Highly tunable compositionally graded (1−x)Ba(Zr0.2Ti0.8)O3–x(Ba0.7Ca0.3)TiO3 multilayer with low temperature capacitance coefficients

Compositionally graded (1−x)Ba(Zr0.2Ti0.8)O3–x(Ba0.7Ca0.3)TiO3 {BCZT} thin films were deposited on LaNiO3 coated Si via the pulsed laser deposition technique to investigate permittivity temperature stability improvement. The results showed that the internal stress produced by the gradient of composition and different phase transition temperatures of constituent layers could be a dominant factor to influence the dielectric properties and temperature stability in different temperature regions. Graded film in the vicinity of morphotropic phase boundary displayed the highest tunability and the lowest temperature capacitance coefficient values. The maximum tunability of 63% and minimum temperature capacitance coefficient of 1.21×10−4 °C had been observed in the graded multilayered films compared to the single-layer BCZT film prepared in the identical conditions.

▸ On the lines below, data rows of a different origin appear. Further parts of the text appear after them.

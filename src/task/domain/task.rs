//! Task aggregate root and suggestion state transitions.

use super::{PendingSuggestion, Priority, PriorityAdvice, SuggestionState, TaskDomainError, TaskId, TaskTitle};
use crate::auth::domain::UserId;
use chrono::{DateTime, Utc};
use mockable::Clock;
use serde::{Deserialize, Serialize};

/// Task aggregate root.
///
/// All mutations run through the methods below so the suggestion state
/// machine can never be left half-applied: a transition either updates the
/// data fields and the suggestion slot together, or not at all.
#[derive(Debug, Clone, PartialEq, Eq, Serialize, Deserialize)]
pub struct Task {
    id: TaskId,
    owner: UserId,
    title: TaskTitle,
    description: String,
    priority: Priority,
    completed: bool,
    suggestion: SuggestionState,
    created_at: DateTime<Utc>,
    updated_at: DateTime<Utc>,
}

/// Parameter object for reconstructing a persisted task aggregate.
#[derive(Debug, Clone, PartialEq, Eq)]
pub struct PersistedTaskData {
    /// Persisted task identifier.
    pub id: TaskId,
    /// Persisted owner identifier.
    pub owner: UserId,
    /// Persisted title.
    pub title: TaskTitle,
    /// Persisted description.
    pub description: String,
    /// Persisted priority.
    pub priority: Priority,
    /// Persisted completion flag.
    pub completed: bool,
    /// Persisted suggestion state.
    pub suggestion: SuggestionState,
    /// Persisted creation timestamp.
    pub created_at: DateTime<Utc>,
    /// Persisted latest mutation timestamp.
    pub updated_at: DateTime<Utc>,
}

impl Task {
    /// Creates a new task owned by the given user.
    ///
    /// The task starts with no suggestion pending and not completed.
    #[must_use]
    pub fn new(
        owner: UserId,
        title: TaskTitle,
        description: String,
        priority: Priority,
        clock: &dyn Clock,
    ) -> Self {
        let timestamp = clock.utc();
        Self {
            id: TaskId::new(),
            owner,
            title,
            description,
            priority,
            completed: false,
            suggestion: SuggestionState::Clean,
            created_at: timestamp,
            updated_at: timestamp,
        }
    }

    /// Reconstructs a task from persisted storage.
    #[must_use]
    pub fn from_persisted(data: PersistedTaskData) -> Self {
        Self {
            id: data.id,
            owner: data.owner,
            title: data.title,
            description: data.description,
            priority: data.priority,
            completed: data.completed,
            suggestion: data.suggestion,
            created_at: data.created_at,
            updated_at: data.updated_at,
        }
    }

    /// Returns the task identifier.
    #[must_use]
    pub const fn id(&self) -> TaskId {
        self.id
    }

    /// Returns the owner identifier.
    #[must_use]
    pub const fn owner(&self) -> UserId {
        self.owner
    }

    /// Returns the title.
    #[must_use]
    pub const fn title(&self) -> &TaskTitle {
        &self.title
    }

    /// Returns the description.
    #[must_use]
    pub fn description(&self) -> &str {
        &self.description
    }

    /// Returns the priority.
    #[must_use]
    pub const fn priority(&self) -> Priority {
        self.priority
    }

    /// Returns the completion flag.
    #[must_use]
    pub const fn completed(&self) -> bool {
        self.completed
    }

    /// Returns the suggestion state.
    #[must_use]
    pub const fn suggestion(&self) -> &SuggestionState {
        &self.suggestion
    }

    /// Returns the creation timestamp.
    #[must_use]
    pub const fn created_at(&self) -> DateTime<Utc> {
        self.created_at
    }

    /// Returns the latest mutation timestamp.
    #[must_use]
    pub const fn updated_at(&self) -> DateTime<Utc> {
        self.updated_at
    }

    /// Overwrites the supplied fields, leaving the suggestion state alone.
    pub fn edit(
        &mut self,
        title: Option<TaskTitle>,
        description: Option<String>,
        clock: &dyn Clock,
    ) {
        if let Some(title) = title {
            self.title = title;
        }
        if let Some(description) = description {
            self.description = description;
        }
        self.touch(clock);
    }

    /// Sets the completion flag. Idempotent.
    pub fn set_completed(&mut self, completed: bool, clock: &dyn Clock) {
        self.completed = completed;
        self.touch(clock);
    }

    /// Attaches a suggested rewrite, snapshotting the current description.
    ///
    /// Allowed from any state: re-requesting while a suggestion is pending
    /// replaces it, and the snapshot is retaken from the task's *current*
    /// description rather than any earlier one. A priority snapshot is taken
    /// only when the suggestion carries priority advice, so undo can restore
    /// it. Never mutates `description` or `priority` directly.
    pub fn attach_suggestion(
        &mut self,
        text: impl Into<String>,
        priority_advice: Option<PriorityAdvice>,
        clock: &dyn Clock,
    ) {
        let original_priority = priority_advice.is_some().then_some(self.priority);
        self.suggestion = SuggestionState::Pending(PendingSuggestion {
            text: text.into(),
            original_description: self.description.clone(),
            priority_advice,
            original_priority,
        });
        self.touch(clock);
    }

    /// Applies the pending suggestion.
    ///
    /// Copies the suggestion text into the description and, when the advice
    /// names a concrete priority, applies it. Clears the suggestion slot.
    ///
    /// # Errors
    ///
    /// Returns [`TaskDomainError::NoPendingSuggestion`] when the task has no
    /// suggestion pending; the task is left unchanged.
    pub fn accept_suggestion(&mut self, clock: &dyn Clock) -> Result<(), TaskDomainError> {
        match std::mem::take(&mut self.suggestion) {
            SuggestionState::Clean => Err(TaskDomainError::NoPendingSuggestion(self.id)),
            SuggestionState::Pending(pending) => {
                self.description = pending.text;
                if let Some(PriorityAdvice::Set(priority)) = pending.priority_advice {
                    self.priority = priority;
                }
                self.touch(clock);
                Ok(())
            }
        }
    }

    /// Discards the pending suggestion, restoring the snapshots.
    ///
    /// The description returns to its pre-suggestion value. The priority is
    /// restored only when a priority snapshot was taken; otherwise it is
    /// left unchanged. Clears the suggestion slot.
    ///
    /// # Errors
    ///
    /// Returns [`TaskDomainError::NoPendingSuggestion`] when the task has no
    /// suggestion pending; the task is left unchanged.
    pub fn reject_suggestion(&mut self, clock: &dyn Clock) -> Result<(), TaskDomainError> {
        match std::mem::take(&mut self.suggestion) {
            SuggestionState::Clean => Err(TaskDomainError::NoPendingSuggestion(self.id)),
            SuggestionState::Pending(pending) => {
                self.description = pending.original_description;
                if let Some(priority) = pending.original_priority {
                    self.priority = priority;
                }
                self.touch(clock);
                Ok(())
            }
        }
    }

    /// Updates the `updated_at` timestamp to the current clock time.
    fn touch(&mut self, clock: &dyn Clock) {
        self.updated_at = clock.utc();
    }
}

► Pulsed laser deposition of graded (1−x)Ba(Zr0.2Ti0.8)O3–x(Ba0.7Ca0.3)TiO3 multilayer. ► Diffused phase transition due to ferroelectric layers of different phase transitions. ► Improved dielectric properties due to polarization gradient and internal stresses. ► Maximum 77% reduction in TCC for graded multilayer as compared to BCZT50. ► Maximum 50% increase in FOM and 2.5 times increase in CQF for graded films.